PROBLEM:
For each line below, check whether "index" is present. Report how many lines have it, nothing else.

RECORDS PROVIDED:
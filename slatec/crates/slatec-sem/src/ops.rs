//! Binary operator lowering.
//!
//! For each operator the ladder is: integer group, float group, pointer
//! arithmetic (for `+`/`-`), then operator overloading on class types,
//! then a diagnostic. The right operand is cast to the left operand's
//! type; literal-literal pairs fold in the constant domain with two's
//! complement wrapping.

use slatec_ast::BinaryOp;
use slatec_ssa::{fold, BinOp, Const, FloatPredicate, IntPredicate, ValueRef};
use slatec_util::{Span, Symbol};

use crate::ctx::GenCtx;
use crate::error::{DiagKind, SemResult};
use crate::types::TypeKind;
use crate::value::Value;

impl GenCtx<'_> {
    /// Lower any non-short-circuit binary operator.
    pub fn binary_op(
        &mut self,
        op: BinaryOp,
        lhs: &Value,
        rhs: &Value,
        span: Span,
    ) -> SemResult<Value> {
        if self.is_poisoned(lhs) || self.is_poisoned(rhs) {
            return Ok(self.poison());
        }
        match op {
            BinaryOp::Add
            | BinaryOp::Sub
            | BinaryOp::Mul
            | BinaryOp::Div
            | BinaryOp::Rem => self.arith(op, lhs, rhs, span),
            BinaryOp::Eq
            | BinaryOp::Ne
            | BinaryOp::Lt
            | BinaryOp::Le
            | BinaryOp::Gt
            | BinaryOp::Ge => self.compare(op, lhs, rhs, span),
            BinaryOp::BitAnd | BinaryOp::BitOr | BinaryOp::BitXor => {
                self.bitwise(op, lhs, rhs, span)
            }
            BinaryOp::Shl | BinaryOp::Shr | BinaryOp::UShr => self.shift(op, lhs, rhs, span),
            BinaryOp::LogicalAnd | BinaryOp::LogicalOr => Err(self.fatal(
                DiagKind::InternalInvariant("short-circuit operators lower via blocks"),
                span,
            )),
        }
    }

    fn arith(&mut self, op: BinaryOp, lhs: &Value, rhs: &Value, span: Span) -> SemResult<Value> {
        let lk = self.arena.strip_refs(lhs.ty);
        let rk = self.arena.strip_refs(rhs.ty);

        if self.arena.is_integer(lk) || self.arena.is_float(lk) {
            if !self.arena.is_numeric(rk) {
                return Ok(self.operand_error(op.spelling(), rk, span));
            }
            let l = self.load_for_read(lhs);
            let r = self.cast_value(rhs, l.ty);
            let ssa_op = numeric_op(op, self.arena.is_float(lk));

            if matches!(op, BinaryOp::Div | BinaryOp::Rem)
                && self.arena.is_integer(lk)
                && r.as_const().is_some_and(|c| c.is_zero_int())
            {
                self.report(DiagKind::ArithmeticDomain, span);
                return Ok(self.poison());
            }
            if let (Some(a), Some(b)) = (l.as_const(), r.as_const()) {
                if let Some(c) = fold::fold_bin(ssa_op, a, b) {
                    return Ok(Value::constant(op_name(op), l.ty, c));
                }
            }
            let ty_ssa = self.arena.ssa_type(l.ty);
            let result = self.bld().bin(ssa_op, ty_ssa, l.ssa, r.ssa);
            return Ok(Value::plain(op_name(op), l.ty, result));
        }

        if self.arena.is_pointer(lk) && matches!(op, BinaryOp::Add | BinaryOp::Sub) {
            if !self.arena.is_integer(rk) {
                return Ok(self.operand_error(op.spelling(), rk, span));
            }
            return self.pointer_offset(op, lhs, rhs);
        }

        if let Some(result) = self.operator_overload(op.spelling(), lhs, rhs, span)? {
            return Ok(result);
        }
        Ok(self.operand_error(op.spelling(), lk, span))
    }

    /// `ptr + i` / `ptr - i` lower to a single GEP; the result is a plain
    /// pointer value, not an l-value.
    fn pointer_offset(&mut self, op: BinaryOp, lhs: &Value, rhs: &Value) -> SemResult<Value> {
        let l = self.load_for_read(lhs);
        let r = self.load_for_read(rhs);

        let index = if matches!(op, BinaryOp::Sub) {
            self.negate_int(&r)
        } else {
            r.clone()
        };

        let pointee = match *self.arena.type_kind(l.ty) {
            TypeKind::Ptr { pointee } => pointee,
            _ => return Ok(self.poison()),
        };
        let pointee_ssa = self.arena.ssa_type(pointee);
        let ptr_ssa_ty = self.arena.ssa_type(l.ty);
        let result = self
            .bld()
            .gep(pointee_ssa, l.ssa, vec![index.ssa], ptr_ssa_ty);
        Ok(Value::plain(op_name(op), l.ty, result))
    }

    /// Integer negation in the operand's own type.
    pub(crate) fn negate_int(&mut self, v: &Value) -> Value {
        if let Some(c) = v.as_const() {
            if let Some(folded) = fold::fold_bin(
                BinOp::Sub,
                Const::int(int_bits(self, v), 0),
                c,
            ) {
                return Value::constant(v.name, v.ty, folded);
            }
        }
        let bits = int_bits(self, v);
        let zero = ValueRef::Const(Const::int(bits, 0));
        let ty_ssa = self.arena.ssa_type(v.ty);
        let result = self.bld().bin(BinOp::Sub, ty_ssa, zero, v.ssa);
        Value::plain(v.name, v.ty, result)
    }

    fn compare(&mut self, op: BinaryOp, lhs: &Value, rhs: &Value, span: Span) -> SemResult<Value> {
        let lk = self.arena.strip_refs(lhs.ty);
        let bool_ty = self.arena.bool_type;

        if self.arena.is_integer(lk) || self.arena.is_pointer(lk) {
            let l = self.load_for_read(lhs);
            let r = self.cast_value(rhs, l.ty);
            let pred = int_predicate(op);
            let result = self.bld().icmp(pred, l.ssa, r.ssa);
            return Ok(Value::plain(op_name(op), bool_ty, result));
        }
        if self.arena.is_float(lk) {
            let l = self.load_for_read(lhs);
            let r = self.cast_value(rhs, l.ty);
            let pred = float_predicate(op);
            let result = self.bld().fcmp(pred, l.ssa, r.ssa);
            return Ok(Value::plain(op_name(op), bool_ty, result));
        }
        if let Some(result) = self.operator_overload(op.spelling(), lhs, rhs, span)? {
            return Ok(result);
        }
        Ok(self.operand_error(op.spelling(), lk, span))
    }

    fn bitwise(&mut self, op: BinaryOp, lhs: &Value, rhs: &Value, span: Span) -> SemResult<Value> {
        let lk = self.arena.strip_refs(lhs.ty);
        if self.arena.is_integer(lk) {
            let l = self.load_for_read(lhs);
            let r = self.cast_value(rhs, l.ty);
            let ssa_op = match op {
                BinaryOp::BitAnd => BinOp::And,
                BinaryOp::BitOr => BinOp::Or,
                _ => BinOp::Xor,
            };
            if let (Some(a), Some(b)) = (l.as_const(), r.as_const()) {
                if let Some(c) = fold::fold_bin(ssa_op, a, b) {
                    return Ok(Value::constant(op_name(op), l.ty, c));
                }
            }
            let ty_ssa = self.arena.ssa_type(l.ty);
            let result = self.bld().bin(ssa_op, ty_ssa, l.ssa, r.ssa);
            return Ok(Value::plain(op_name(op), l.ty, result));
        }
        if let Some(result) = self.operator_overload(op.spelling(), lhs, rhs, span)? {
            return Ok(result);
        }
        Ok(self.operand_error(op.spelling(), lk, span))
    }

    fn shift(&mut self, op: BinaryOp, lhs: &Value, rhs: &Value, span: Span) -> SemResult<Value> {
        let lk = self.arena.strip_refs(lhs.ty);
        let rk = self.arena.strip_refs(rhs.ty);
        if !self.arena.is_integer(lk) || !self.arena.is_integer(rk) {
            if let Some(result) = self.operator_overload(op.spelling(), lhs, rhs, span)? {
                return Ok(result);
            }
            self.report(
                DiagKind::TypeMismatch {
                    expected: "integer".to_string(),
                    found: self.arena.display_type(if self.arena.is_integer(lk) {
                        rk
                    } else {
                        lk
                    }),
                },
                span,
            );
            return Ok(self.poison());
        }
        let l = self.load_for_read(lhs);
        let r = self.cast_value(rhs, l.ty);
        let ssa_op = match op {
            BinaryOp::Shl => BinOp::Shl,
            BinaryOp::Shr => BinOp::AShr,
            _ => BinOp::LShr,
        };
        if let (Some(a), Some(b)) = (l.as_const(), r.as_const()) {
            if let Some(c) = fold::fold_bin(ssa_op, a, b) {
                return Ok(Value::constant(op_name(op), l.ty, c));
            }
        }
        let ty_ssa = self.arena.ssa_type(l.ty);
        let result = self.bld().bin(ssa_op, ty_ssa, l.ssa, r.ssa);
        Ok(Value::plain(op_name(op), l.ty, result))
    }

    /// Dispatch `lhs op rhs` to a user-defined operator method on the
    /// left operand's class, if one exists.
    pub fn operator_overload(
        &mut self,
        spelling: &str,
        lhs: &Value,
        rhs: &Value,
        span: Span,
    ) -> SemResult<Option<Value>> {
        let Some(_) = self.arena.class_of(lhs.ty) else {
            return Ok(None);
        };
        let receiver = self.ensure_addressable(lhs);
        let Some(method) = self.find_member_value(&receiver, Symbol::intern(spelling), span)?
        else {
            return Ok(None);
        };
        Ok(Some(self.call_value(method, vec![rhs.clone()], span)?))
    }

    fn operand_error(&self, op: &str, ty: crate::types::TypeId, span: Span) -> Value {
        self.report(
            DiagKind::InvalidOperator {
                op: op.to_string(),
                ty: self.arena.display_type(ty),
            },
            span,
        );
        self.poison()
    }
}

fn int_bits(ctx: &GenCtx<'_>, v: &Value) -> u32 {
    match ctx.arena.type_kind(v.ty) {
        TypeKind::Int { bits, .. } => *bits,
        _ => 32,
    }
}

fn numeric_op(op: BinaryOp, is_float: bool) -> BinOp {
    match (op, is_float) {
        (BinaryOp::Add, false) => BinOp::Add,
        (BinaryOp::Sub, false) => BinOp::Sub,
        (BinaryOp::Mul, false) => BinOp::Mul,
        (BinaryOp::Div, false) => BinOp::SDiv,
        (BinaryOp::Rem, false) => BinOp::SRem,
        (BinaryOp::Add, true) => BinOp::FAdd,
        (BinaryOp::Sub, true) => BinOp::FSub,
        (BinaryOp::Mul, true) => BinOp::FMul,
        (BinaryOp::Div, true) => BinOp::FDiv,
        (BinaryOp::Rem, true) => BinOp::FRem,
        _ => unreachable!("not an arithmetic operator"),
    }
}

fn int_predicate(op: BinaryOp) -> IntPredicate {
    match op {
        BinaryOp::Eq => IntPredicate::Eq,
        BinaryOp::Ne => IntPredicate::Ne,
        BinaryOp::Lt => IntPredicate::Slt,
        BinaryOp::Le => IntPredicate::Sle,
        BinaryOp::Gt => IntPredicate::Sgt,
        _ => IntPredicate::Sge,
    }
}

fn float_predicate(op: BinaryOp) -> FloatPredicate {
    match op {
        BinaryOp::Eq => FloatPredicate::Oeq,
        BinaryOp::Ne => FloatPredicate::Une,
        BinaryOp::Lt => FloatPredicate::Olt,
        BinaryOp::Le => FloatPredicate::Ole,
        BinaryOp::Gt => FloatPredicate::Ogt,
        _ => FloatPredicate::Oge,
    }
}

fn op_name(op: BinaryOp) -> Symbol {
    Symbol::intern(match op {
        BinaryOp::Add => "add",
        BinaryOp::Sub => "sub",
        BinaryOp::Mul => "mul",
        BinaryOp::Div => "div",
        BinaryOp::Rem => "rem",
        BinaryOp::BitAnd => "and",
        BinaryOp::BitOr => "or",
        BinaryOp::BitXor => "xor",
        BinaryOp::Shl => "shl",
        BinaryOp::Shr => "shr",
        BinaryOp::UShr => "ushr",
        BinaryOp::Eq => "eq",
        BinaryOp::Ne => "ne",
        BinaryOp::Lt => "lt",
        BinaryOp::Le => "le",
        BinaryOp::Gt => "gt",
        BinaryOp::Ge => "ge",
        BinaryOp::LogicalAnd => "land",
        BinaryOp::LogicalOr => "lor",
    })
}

SOLUTION TO THE EXERCISE:
2